Jewish Marksman on "Stand Your Ground" Laws

More and more intelligent Americans have finally opened their eyes to the facts, and come to realize that George Zimmerman was not a racist, and that race played no role in his defensive shooting of Trayvon Martin.  In an attempt to save face, many are now blaming Florida’s gun laws, claiming that so-called “Stand Your Ground” (SYG) laws need to be “re-examined” or repealed.  In the interest of justice, let’s “examine,” and where possible, compare to Jewish law.

First and foremost, we need to define what we mean by a “stand your ground” (SYG) law.  What we are really talking about is whether or not a person has a duty to attempt a reasonable retreat before using deadly force in self-defense of an objectively reasonable perception of imminent death or great bodily harm.  This is sometimes called a “duty to retreat.”  It will be helpful to understand the history and development of the “duty to retreat” in order to have an informed and thoughtful opinion.

In the old English common law (from which much of US law was derived), a person was required to retreat “to the wall,” so to speak, before using deadly force to defend himself.  That English common law developed in the feudal days when men settled drunken disputes in taverns with swords.  The idea was that if a man pulled a sword on you, you were required to, if possible, retreat until your back was “to the wall” before you killed him.  The hope was that perhaps the man who drew his sword would have second thoughts, or be so drunk that he couldn’t advance on you without stumbling over, and perhaps a life would be saved this way.    It was also thought that perhaps a retreat would eliminate fights and deaths where there is some initial misunderstanding or mistake as to whether one is actually being attacked or not.  It was thought that a defender under actual attack wouldn’t be giving up too much by initially retreating, sword play being what it was.

Over time, the common law duty to retreat proved to have many problems.  In many US states the concept that a person should be required to retreat from an attack within their own home by a burglar is considered morally repugnant.  The idea is that a person’s home is their castle, a quasi-sacred place where a person should always feel safe and free to move about.  When another human being violates that sacred social norm by breaking and entering, in most states the law is that within the home, a person has no duty to retreat before using deadly force to defend themselves from deadly force.  This is often called the “Castle Doctrine,” and in some states it is extended not just to a residential home, but a person’s place of business and sometimes their vehicle.  Everything I have read suggests that the Castle Doctrine comports with Jewish law.  In his 2004 treatise, The Torah and Self Defense, David Kopel cites Maimonides:

The great Jewish legal scholar Maimonides (Rabbi Moshe Ben Maimon, a/k/a “Rambam” (1153-1204))[71] takes a more expansive view of self-defense than does Rashi. Maimonides agrees with all the earlier scholars that the rationale for killing the burglar is the presumption of danger. Specifically, the rationale is explained as “[the burglar]was thought to enter with an intention to murder someone.”[72]
The fourteen-volume Mishneh Torah (“Repetition of the Torah”) by Maimonides elaborated on the law regarding self-defense against burglars:
7. When a person breaks into [a home] —whether at night or during the day—license is granted to kill him. If either the homeowner or another person kills him, they are not liable.[73]

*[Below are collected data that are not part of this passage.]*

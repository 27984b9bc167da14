//! Structured logging setup.
//!
//! - JSON formatting for production
//! - Pretty formatting for development
//! - Optional file output with daily rotation
//! - Contextual fields (service, version, environment)

use anyhow::{Context, Result};
use std::env;
use std::io;
use std::path::PathBuf;
use tracing_appender::non_blocking::WorkerGuard;
use tracing_subscriber::{
    EnvFilter, Layer,
    fmt::{self, format::FmtSpan},
    layer::SubscriberExt,
    util::SubscriberInitExt,
};

#[derive(Debug, Clone)]
pub struct LoggingConfig {
    pub format: LogFormat,
    pub output: LogOutput,
    /// Directory for log files (when output is "file")
    pub log_dir: PathBuf,
    pub log_file_prefix: String,
    pub service_name: String,
    pub service_version: String,
    /// e.g. "development", "staging", "production"
    pub environment: String,
    pub enable_rotation: bool,
}

#[derive(Debug, Clone, Copy, PartialEq, Eq)]
pub enum LogFormat {
    Json,
    Pretty,
}

#[derive(Debug, Clone, Copy, PartialEq, Eq)]
pub enum LogOutput {
    Stdout,
    Stderr,
    File,
}

impl LoggingConfig {
    fn for_environment(environment: String) -> Self {
        let format = if is_production(&environment) {
            LogFormat::Json
        } else {
            LogFormat::Pretty
        };
        Self {
            format,
            output: LogOutput::Stderr,
            log_dir: PathBuf::from("logs"),
            log_file_prefix: "gauge-site".to_string(),
            service_name: env!("CARGO_PKG_NAME").to_string(),
            service_version: env!("CARGO_PKG_VERSION").to_string(),
            environment,
            enable_rotation: true,
        }
    }

    /// Reads `ENVIRONMENT`, `LOG_FORMAT`, `LOG_OUTPUT` and `LOG_DIR`.
    pub fn from_env() -> Self {
        Self::from_lookup(|key| env::var(key).ok())
    }

    fn from_lookup(lookup: impl Fn(&str) -> Option<String>) -> Self {
        let environment = lookup("ENVIRONMENT")
            .or_else(|| lookup("ENV"))
            .unwrap_or_else(|| "development".to_string());
        let mut config = Self::for_environment(environment);

        if let Some(format) = lookup("LOG_FORMAT") {
            config.format = match format.to_lowercase().as_str() {
                "json" => LogFormat::Json,
                "pretty" => LogFormat::Pretty,
                _ => config.format,
            };
        }

        if let Some(output) = lookup("LOG_OUTPUT") {
            config.output = match output.to_lowercase().as_str() {
                "stdout" => LogOutput::Stdout,
                "stderr" => LogOutput::Stderr,
                "file" => LogOutput::File,
                _ => config.output,
            };
        }

        if let Some(log_dir) = lookup("LOG_DIR") {
            config.log_dir = PathBuf::from(log_dir);
        }

        config
    }

    pub fn is_production(&self) -> bool {
        is_production(&self.environment)
    }
}

impl Default for LoggingConfig {
    fn default() -> Self {
        Self::for_environment("development".to_string())
    }
}

fn is_production(environment: &str) -> bool {
    environment == "production" || environment == "prod"
}

/// Installs the global subscriber.
///
/// The returned guard must be held for the lifetime of the process so that
/// buffered log lines are flushed on exit.
pub fn init_logging(config: LoggingConfig) -> Result<Option<WorkerGuard>> {
    let env_filter = EnvFilter::try_from_default_env().unwrap_or_else(|_| {
        let default_level = if config.is_production() { "info" } else { "debug" };
        EnvFilter::new(format!("{default_level},hyper=info,tower=info,reqwest=info"))
    });

    let (writer, guard) = match config.output {
        LogOutput::Stdout => tracing_appender::non_blocking(io::stdout()),
        LogOutput::Stderr => tracing_appender::non_blocking(io::stderr()),
        LogOutput::File => {
            std::fs::create_dir_all(&config.log_dir).context("failed to create log directory")?;
            let file_appender = if config.enable_rotation {
                tracing_appender::rolling::daily(&config.log_dir, &config.log_file_prefix)
            } else {
                tracing_appender::rolling::never(&config.log_dir, &config.log_file_prefix)
            };
            tracing_appender::non_blocking(file_appender)
        }
    };

    let registry = tracing_subscriber::registry();
    match config.format {
        LogFormat::Json => {
            let fmt_layer = fmt::layer()
                .json()
                .with_writer(writer)
                .with_target(true)
                .with_level(true)
                .with_current_span(true)
                .with_span_events(FmtSpan::CLOSE)
                .with_filter(env_filter);
            registry
                .with(fmt_layer)
                .try_init()
                .context("failed to install tracing subscriber")?;
        }
        LogFormat::Pretty => {
            let fmt_layer = fmt::layer()
                .pretty()
                .with_writer(writer)
                .with_target(true)
                .with_level(true)
                .with_line_number(true)
                .with_file(true)
                .with_ansi(config.output != LogOutput::File)
                .with_filter(env_filter);
            registry
                .with(fmt_layer)
                .try_init()
                .context("failed to install tracing subscriber")?;
        }
    }

    tracing::info!(
        service = %config.service_name,
        version = %config.service_version,
        environment = %config.environment,
        format = ?config.format,
        output = ?config.output,
        "logging initialized"
    );

    Ok(Some(guard))
}

/// Logs at warn when `$duration` exceeds `$threshold_ms`, debug otherwise.
#[macro_export]
macro_rules! log_slow_operation {
    ($duration:expr, $threshold_ms:expr, $($arg:tt)*) => {
        {
            let duration_ms = $duration.as_millis() as u64;
            if duration_ms > $threshold_ms {
                tracing::warn!(
                    duration_ms = duration_ms,
                    threshold_ms = $threshold_ms,
                    $($arg)*
                );
            } else {
                tracing::debug!(
                    duration_ms = duration_ms,
                    $($arg)*
                );
            }
        }
    };
}

/// Log a security event such as a rejected admin token.
#[macro_export]
macro_rules! log_security_event {
    ($event_type:expr, $($arg:tt)*) => {
        tracing::warn!(
            security.event_type = %$event_type,
            $($arg)*
        );
    };
}

/// Span wrapping one HTTP request.
pub fn request_span(method: &str, route: &str) -> tracing::Span {
    tracing::info_span!(
        "http_request",
        http.method = method,
        http.route = route,
        http.status = tracing::field::Empty,
        service = env!("CARGO_PKG_NAME"),
    )
}

#[cfg(test)]
mod tests {
    use super::*;
    use std::collections::HashMap;

    fn lookup(vars: &[(&str, &str)]) -> impl Fn(&str) -> Option<String> {
        let map: HashMap<String, String> = vars
            .iter()
            .map(|(k, v)| (k.to_string(), v.to_string()))
            .collect();
        move |key| map.get(key).cloned()
    }

    #[test]
    fn test_development_defaults_to_pretty() {
        let config = LoggingConfig::from_lookup(lookup(&[]));
        assert_eq!(config.format, LogFormat::Pretty);
        assert_eq!(config.output, LogOutput::Stderr);
        assert_eq!(config.service_name, "gauge-site");
    }

    #[test]
    fn test_production_defaults_to_json() {
        let config = LoggingConfig::from_lookup(lookup(&[("ENVIRONMENT", "production")]));
        assert_eq!(config.format, LogFormat::Json);
        assert!(config.is_production());
    }

    #[test]
    fn test_overrides() {
        let config = LoggingConfig::from_lookup(lookup(&[
            ("LOG_FORMAT", "json"),
            ("LOG_OUTPUT", "file"),
            ("LOG_DIR", "/var/log/gauge-site"),
        ]));
        assert_eq!(config.format, LogFormat::Json);
        assert_eq!(config.output, LogOutput::File);
        assert_eq!(config.log_dir, PathBuf::from("/var/log/gauge-site"));

        let ignored = LoggingConfig::from_lookup(lookup(&[("LOG_FORMAT", "xml")]));
        assert_eq!(ignored.format, LogFormat::Pretty);
    }
}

The majority of US states adopt some sort of laws that can fairly be called a Castle Doctrine, but vary by state to state.  Some states do not require that burglar actually attack you in your home before you can kill him, some do.  But generally speaking, in many states you are not required to hide and cower in your bedroom or bathroom, rather, you may confront the burglar if you feel that is the best strategy under the circumstances and not be second-guessed later by law enforcement or a jury.

Thus, what a SYG law does, in practice, is extend the Castle Doctrine to the public square.  To many people, having no duty to retreat and cower within your own home is intuitive and morally fair.  Extending that doctrine to the grocery store is another question, where the Castle Doctrine is based on there being something sacred about the privacy and serenity of a person’s home.  The thinking is that although a person may police their home as they please, society ought to be able to impose restrictions on a person’s self-defense in the public square.

The critical issue though is not whether a person should, morally or otherwise, first attempt retreat when faced with a seemingly deadly attack.  The question, supposing the law does impose a duty to retreat, is how do we determine after the fact whether or not the attempt at retreat was sufficient?